SMS João Pessoa - Secretaria Municipal de Saúde de João Pessoa (PB) — Prova 2024
Lúpus eritematoso sistêmico (LES) e uma doença multi-sistêmica, auto-imune e crônica, caracterizada por processo inflamatório de vasos e tecido conectivo com períodos de remissão e exacerbação, associada à presença de anticorpo antinúcleo (FAN), especialmente contra o DNA dupla hélice. Suas manifestações são variáveis e seu curso clínico é imprevisível. Quando não tratada seu curso é progressivo e muitas vezes, fatal.I - Assim como do lúpus induzido por droga, a etiopatogenia do lúpus eritematoso sistêmico é bem estabelecida.II - É evidente que o lúpus resulta da interação de vários fatores como ambientais (p.ex., infecções virais, luz ultravioleta, drogas), alterações imunológicas (p.ex., alteração da função do linfócito B), genéticas (p.ex., deficiência de complemento) e hormonais (estrogênios e prolactina).III - A luz do sol não é causadora de exacerbações de atividade da doença. A luz ultravioleta B tem múltiplos efeitos importantes na sua patogênese, incluindo indução de apoptose dos queratinócitos.IV - A doença pode ocorrer em qualquer faixa etária, sendo mais freqüente entre 15 e 25 anos, é rara abaixo dos 5 anos de idade e incomum antes da adolescência.V - O lúpus é o protótipo de doença auto-imune sistêmica de herança poligênica caracterizada por perda da tolerância imunológica a vários auto-antígenos e formação de imunocomplexos que se depositam nos tecidos com consequente inflamação em diferentes órgãos e sistemas.
LES: etiologia multifatorial (genética, ambiental, hormonal, imunológica); UV-B exacerba, induz apoptose.
O Lúpus Eritematoso Sistêmico (LES) é uma doença autoimune complexa, cuja etiopatogenia não é completamente estabelecida, mas envolve uma intrincada interação de fatores genéticos, ambientais (como luz ultravioleta e infecções virais), hormonais e imunológicos. A luz solar, especialmente a UV-B, é um conhecido gatilho para exacerbações e contribui para a patogênese induzindo apoptose de queratinócitos.
O Lúpus Eritematoso Sistêmico (LES) é uma doença autoimune crônica, multissistêmica, caracterizada por inflamação de vasos e tecido conectivo, com períodos de remissão e exacerbação. Sua prevalência é maior em mulheres jovens, e a presença de autoanticorpos, como o FAN e o anti-DNA dupla hélice, é um marco diagnóstico. A compreensão de sua etiopatogenia é fundamental para o manejo clínico. A fisiopatologia do LES é complexa e envolve uma perda da tolerância imunológica a múltiplos autoantígenos, resultando na formação de imunocomplexos que se depositam em diversos tecidos, causando inflamação e dano orgânico. Fatores genéticos (como deficiências de complemento), ambientais (luz UV, infecções, drogas), hormonais (estrogênios) e imunológicos (disfunção de linfócitos B e T) interagem para desencadear e perpetuar a doença. A luz ultravioleta é um gatilho conhecido, induzindo apoptose e exposição de autoantígenos. O tratamento do LES é individualizado e visa controlar a inflamação, prevenir danos orgânicos e melhorar a qualidade de vida do paciente, utilizando imunossupressores, corticosteroides e, mais recentemente, terapias biológicas. O prognóstico melhorou significativamente com o avanço terapêutico, mas a doença ainda pode ser fatal se não tratada. A educação do paciente sobre fotoproteção e adesão ao tratamento é crucial.
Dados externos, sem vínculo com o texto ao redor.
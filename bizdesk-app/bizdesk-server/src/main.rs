use std::net::SocketAddr;
use std::sync::Arc;
use std::time::Duration;

use anyhow::Context;
use axum::http::StatusCode;
use tower_http::timeout::TimeoutLayer;
use tracing::{error, info, warn};

use bizdesk_api::{build_router, AppState};
use bizdesk_core::domain::PayrollRates;
use bizdesk_core::gateways::{EventPublisher, Mailer};
use bizdesk_core::services::{
    AuthService, CalendarService, ContactService, DispatchHandle, EnrichmentLimiter, EnrichmentService,
    NotificationDispatcher, NotificationService, PayrollService, ProductService, ProjectService, PtoService,
    StaffService, TaxDocumentService,
};
use bizdesk_infrastructure::{
    create_pool, run_migrations, GeminiGenerator, GoogleWebResearcher, ImgbbImageHost, OpenAiGenerator,
    OpenFacturaSource, PgContactRepository, PgEventRepository, PgNotificationRepository,
    PgNotificationRuleRepository, PgNotificationTemplateRepository, PgPayrollRepository, PgProductRepository,
    PgProjectRepository, PgPtoRepository, PgRoleRepository, PgStaffRepository, PgTaskRepository,
    PgTaxDocumentRepository, PgTenantRepository, SmtpMailer,
};
use bizdesk_security::JwtService;
use bizdesk_shared::config::AppConfig;

/// Upper bound for a whole request; enrichment waits on several LLM calls.
const REQUEST_TIMEOUT: Duration = Duration::from_secs(120);

#[tokio::main]
async fn main() -> anyhow::Result<()> {
    // Load .env
    dotenvy::dotenv().ok();

    let config = AppConfig::load().context("failed to load configuration")?;
    let _log_guard = bizdesk_shared::telemetry::init_telemetry(&config.log)?;
    config.validate()?;

    info!(env = %config.app.env, "BizDesk server starting...");

    // Database
    let pool = create_pool(&config.database)
        .await
        .context("failed to connect to database")?;
    info!("Database connection established.");

    if config.database.run_migrations {
        run_migrations(&pool).await.context("failed to run migrations")?;
        info!("Migrations applied.");
    }

    // Repositories
    let tenants = Arc::new(PgTenantRepository::new(pool.clone()));
    let staff_repo = Arc::new(PgStaffRepository::new(pool.clone()));
    let roles = Arc::new(PgRoleRepository::new(pool.clone()));
    let products = Arc::new(PgProductRepository::new(pool.clone()));
    let tax_documents = Arc::new(PgTaxDocumentRepository::new(pool.clone()));
    let payroll = Arc::new(PgPayrollRepository::new(pool.clone()));
    let pto = Arc::new(PgPtoRepository::new(pool.clone()));
    let events = Arc::new(PgEventRepository::new(pool.clone()));
    let contacts = Arc::new(PgContactRepository::new(pool.clone()));
    let projects = Arc::new(PgProjectRepository::new(pool.clone()));
    let tasks = Arc::new(PgTaskRepository::new(pool.clone()));
    let templates = Arc::new(PgNotificationTemplateRepository::new(pool.clone()));
    let rules = Arc::new(PgNotificationRuleRepository::new(pool.clone()));
    let notifications = Arc::new(PgNotificationRepository::new(pool.clone()));

    // Outbound gateways
    let mailer: Option<Arc<dyn Mailer>> = if config.mail.enabled {
        Some(Arc::new(SmtpMailer::new(&config.mail)?))
    } else {
        warn!("Outbound mail disabled; e-mail notifications will be marked failed");
        None
    };

    // Notifications first: every other service publishes into it.
    let (dispatch, dispatch_rx) = DispatchHandle::channel();
    let notification_service = Arc::new(NotificationService::new(
        templates,
        rules,
        notifications.clone(),
        staff_repo.clone(),
        dispatch.clone(),
    ));
    let publisher: Arc<dyn EventPublisher> = notification_service.clone();

    let dispatcher = Arc::new(NotificationDispatcher::new(notifications, staff_repo.clone(), mailer));
    let _dispatcher_task = Arc::clone(&dispatcher).spawn(dispatch_rx);
    if let Err(e) = dispatcher.requeue_pending(&dispatch).await {
        error!("Could not re-enqueue pending notifications: {}", e);
    }

    let jwt = Arc::new(JwtService::new(&config.jwt.secret, config.jwt.access_token_expiry));

    let state = AppState {
        db: pool,
        jwt: jwt.clone(),
        service_api_key: Arc::from(config.security.service_api_key.as_str()),
        auth: Arc::new(AuthService::new(tenants, staff_repo.clone(), roles.clone(), jwt)),
        staff: Arc::new(StaffService::new(staff_repo.clone(), roles)),
        products: Arc::new(ProductService::new(
            products.clone(),
            Arc::new(ImgbbImageHost::new(&config.image_host)?),
        )),
        enrichment: Arc::new(EnrichmentService::new(
            products,
            Arc::new(GeminiGenerator::new(&config.llm)?),
            Arc::new(OpenAiGenerator::new(&config.llm)?),
            Arc::new(OpenAiGenerator::premium(&config.llm)?),
            Arc::new(GoogleWebResearcher::new(&config.search)?),
            EnrichmentLimiter::new(
                config.limits.enrichment_concurrency,
                Duration::from_millis(config.limits.acquire_timeout_ms),
            ),
        )),
        tax_documents: Arc::new(TaxDocumentService::new(
            tax_documents,
            Arc::new(OpenFacturaSource::new(&config.openfactura)?),
            publisher.clone(),
            config.openfactura.chunk_days,
            Duration::from_millis(config.openfactura.request_delay_ms),
        )),
        payroll: Arc::new(PayrollService::new(
            payroll,
            staff_repo.clone(),
            pto.clone(),
            publisher.clone(),
            PayrollRates {
                pension_rate: config.payroll.pension_rate,
                health_rate: config.payroll.health_rate,
            },
        )),
        pto: Arc::new(PtoService::new(pto, staff_repo.clone(), publisher.clone())),
        calendar: Arc::new(CalendarService::new(events)),
        contacts: Arc::new(ContactService::new(contacts)),
        projects: Arc::new(ProjectService::new(projects, tasks, staff_repo, publisher)),
        notifications: notification_service,
    };

    let app = build_router(state, &config.app.cors_origins)
        .layer(TimeoutLayer::with_status_code(StatusCode::REQUEST_TIMEOUT, REQUEST_TIMEOUT));

    // Bind address
    let host: std::net::IpAddr = config.app.host.parse()?;
    let addr = SocketAddr::from((host, config.app.port));
    info!("Listening on {}", addr);

    let listener = tokio::net::TcpListener::bind(addr).await?;
    axum::serve(listener, app)
        .with_graceful_shutdown(shutdown_signal())
        .await?;

    info!("BizDesk server stopped.");
    Ok(())
}

async fn shutdown_signal() {
    if let Err(e) = tokio::signal::ctrl_c().await {
        error!("Failed to listen for shutdown signal: {}", e);
        std::future::pending::<()>().await;
    }
    info!("Shutdown signal received, draining connections...");
}
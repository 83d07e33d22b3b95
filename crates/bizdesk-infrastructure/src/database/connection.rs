//! Database connection pool

use bizdesk_shared::config::DatabaseSettings;
use sqlx::{postgres::PgPoolOptions, PgPool};
use std::time::Duration;

pub async fn create_pool(settings: &DatabaseSettings) -> Result<PgPool, sqlx::Error> {
    PgPoolOptions::new()
        .max_connections(settings.max_connections)
        .min_connections(settings.min_connections)
        .acquire_timeout(Duration::from_secs(settings.acquire_timeout_seconds))
        .connect(&settings.url)
        .await
}

pub async fn run_migrations(pool: &PgPool) -> Result<(), sqlx::migrate::MigrateError> {
    sqlx::migrate!("./migrations").run(pool).await
}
A etiopatogenia do LES é multifatorial, envolvendo a interação de fatores genéticos (como deficiências de complemento e genes HLA), ambientais (exposição à luz ultravioleta, infecções virais, drogas), hormonais (estrogênios e prolactina) e imunológicos (disfunção de linfócitos B e T, perda de tolerância imunológica e formação de autoanticorpos).
A luz ultravioleta, especialmente a UV-B, é um importante gatilho para exacerbações da atividade da doença em pacientes com LES. Ela induz apoptose de queratinócitos, liberando autoantígenos nucleares que podem iniciar ou amplificar a resposta autoimune, levando à formação de imunocomplexos e inflamação tecidual.
O Lúpus Eritematoso Sistêmico pode ocorrer em qualquer faixa etária, mas é mais frequente em mulheres em idade fértil, geralmente entre 15 e 25 anos. É raro antes dos 5 anos de idade e incomum antes da adolescência, embora possa se manifestar em crianças e idosos.